* EXERCISE GOAL: Only the number is wanted: how many lines of these entries contain the word "HookedService"?

(Stored data entries)
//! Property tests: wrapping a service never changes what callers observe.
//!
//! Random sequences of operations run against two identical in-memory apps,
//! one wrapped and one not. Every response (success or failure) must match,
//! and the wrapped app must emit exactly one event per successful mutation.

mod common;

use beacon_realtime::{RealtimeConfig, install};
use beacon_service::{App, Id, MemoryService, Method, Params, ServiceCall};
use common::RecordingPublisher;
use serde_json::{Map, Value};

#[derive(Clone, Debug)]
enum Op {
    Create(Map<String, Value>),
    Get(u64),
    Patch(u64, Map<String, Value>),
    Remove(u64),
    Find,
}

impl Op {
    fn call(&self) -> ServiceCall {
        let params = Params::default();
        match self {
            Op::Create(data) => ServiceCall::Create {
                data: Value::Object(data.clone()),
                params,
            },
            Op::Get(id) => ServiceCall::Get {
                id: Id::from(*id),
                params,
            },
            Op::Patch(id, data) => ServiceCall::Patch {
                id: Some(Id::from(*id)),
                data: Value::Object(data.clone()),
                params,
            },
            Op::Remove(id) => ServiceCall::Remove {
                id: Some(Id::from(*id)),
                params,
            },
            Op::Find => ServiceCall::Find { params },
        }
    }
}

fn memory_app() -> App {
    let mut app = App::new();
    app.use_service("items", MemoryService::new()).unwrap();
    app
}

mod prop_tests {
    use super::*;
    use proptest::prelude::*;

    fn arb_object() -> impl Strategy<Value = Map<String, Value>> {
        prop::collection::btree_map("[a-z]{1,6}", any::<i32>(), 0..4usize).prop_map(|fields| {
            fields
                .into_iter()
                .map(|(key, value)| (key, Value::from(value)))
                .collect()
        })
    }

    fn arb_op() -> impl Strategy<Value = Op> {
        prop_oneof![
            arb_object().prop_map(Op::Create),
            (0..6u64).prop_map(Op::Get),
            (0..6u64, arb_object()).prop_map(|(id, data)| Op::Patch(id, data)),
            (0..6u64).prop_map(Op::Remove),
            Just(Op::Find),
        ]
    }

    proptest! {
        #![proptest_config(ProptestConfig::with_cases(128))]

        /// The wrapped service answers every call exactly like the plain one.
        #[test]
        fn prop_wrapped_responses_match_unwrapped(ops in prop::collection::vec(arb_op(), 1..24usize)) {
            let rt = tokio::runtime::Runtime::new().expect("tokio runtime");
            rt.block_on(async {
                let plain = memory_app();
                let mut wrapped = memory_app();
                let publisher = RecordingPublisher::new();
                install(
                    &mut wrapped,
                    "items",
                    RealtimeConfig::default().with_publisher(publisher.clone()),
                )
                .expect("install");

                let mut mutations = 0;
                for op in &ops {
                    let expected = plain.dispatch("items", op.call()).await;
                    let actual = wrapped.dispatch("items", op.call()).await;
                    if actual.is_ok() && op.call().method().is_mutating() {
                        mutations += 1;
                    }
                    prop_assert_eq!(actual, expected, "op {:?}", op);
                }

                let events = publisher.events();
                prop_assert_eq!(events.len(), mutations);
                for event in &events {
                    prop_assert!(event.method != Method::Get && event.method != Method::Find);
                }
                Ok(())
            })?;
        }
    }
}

* * *

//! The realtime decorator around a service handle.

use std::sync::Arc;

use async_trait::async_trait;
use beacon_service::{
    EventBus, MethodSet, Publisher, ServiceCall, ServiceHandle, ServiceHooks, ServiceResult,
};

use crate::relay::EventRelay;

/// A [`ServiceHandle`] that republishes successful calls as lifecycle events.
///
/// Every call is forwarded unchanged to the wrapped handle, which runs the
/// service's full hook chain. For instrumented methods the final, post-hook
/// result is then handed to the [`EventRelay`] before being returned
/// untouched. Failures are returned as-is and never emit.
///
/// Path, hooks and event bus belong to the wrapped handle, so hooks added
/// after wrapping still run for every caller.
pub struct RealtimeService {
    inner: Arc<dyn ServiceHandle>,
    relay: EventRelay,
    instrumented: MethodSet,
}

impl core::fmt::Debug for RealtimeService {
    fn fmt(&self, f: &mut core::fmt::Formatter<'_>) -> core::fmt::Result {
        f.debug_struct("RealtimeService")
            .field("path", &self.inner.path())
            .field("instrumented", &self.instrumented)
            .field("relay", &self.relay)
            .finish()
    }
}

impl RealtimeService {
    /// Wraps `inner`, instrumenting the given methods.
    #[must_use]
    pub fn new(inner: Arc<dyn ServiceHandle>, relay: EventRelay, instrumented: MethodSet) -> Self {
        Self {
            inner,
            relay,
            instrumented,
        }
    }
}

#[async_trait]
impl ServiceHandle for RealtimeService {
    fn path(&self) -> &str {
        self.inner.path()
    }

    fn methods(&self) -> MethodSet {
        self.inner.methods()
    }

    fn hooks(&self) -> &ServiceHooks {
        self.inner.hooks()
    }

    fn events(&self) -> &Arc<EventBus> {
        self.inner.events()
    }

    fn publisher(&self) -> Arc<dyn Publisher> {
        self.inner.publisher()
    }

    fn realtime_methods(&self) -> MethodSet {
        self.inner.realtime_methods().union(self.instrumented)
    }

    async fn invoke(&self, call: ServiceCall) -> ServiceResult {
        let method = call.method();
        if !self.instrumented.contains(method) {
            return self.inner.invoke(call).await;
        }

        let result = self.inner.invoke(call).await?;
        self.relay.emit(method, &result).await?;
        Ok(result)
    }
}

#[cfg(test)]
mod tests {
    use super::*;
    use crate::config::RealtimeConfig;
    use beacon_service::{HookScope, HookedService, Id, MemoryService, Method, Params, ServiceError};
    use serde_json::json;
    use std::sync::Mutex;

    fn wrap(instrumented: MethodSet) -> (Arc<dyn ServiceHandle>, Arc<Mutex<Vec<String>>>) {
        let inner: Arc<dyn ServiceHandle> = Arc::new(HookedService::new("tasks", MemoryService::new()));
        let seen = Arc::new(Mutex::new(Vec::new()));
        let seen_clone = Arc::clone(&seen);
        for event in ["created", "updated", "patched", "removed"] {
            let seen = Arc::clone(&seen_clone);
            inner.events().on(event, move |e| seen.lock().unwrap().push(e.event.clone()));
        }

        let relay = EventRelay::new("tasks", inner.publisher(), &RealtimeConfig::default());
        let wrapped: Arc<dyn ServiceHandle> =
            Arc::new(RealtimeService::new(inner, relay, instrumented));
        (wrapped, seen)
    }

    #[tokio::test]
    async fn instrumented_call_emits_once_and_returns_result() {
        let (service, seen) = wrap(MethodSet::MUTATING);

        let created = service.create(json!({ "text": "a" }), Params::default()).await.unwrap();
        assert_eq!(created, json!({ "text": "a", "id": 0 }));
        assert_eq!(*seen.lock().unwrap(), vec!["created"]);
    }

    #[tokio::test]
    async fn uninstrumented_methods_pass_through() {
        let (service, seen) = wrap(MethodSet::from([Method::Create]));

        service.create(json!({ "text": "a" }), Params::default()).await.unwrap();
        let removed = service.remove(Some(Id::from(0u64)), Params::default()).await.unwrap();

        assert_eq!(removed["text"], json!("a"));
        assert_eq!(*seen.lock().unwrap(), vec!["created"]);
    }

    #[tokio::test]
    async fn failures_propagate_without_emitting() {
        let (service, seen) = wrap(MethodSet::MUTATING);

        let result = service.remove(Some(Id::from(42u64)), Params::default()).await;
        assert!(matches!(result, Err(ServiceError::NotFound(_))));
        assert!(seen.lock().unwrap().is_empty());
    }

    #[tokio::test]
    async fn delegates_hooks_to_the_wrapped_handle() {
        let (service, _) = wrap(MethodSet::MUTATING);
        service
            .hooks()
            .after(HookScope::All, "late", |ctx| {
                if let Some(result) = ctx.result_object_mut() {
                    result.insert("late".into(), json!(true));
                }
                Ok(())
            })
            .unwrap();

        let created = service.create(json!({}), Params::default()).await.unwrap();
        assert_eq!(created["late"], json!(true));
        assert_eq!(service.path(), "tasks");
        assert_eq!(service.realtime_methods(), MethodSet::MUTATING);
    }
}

* TASK SOLUTION: 2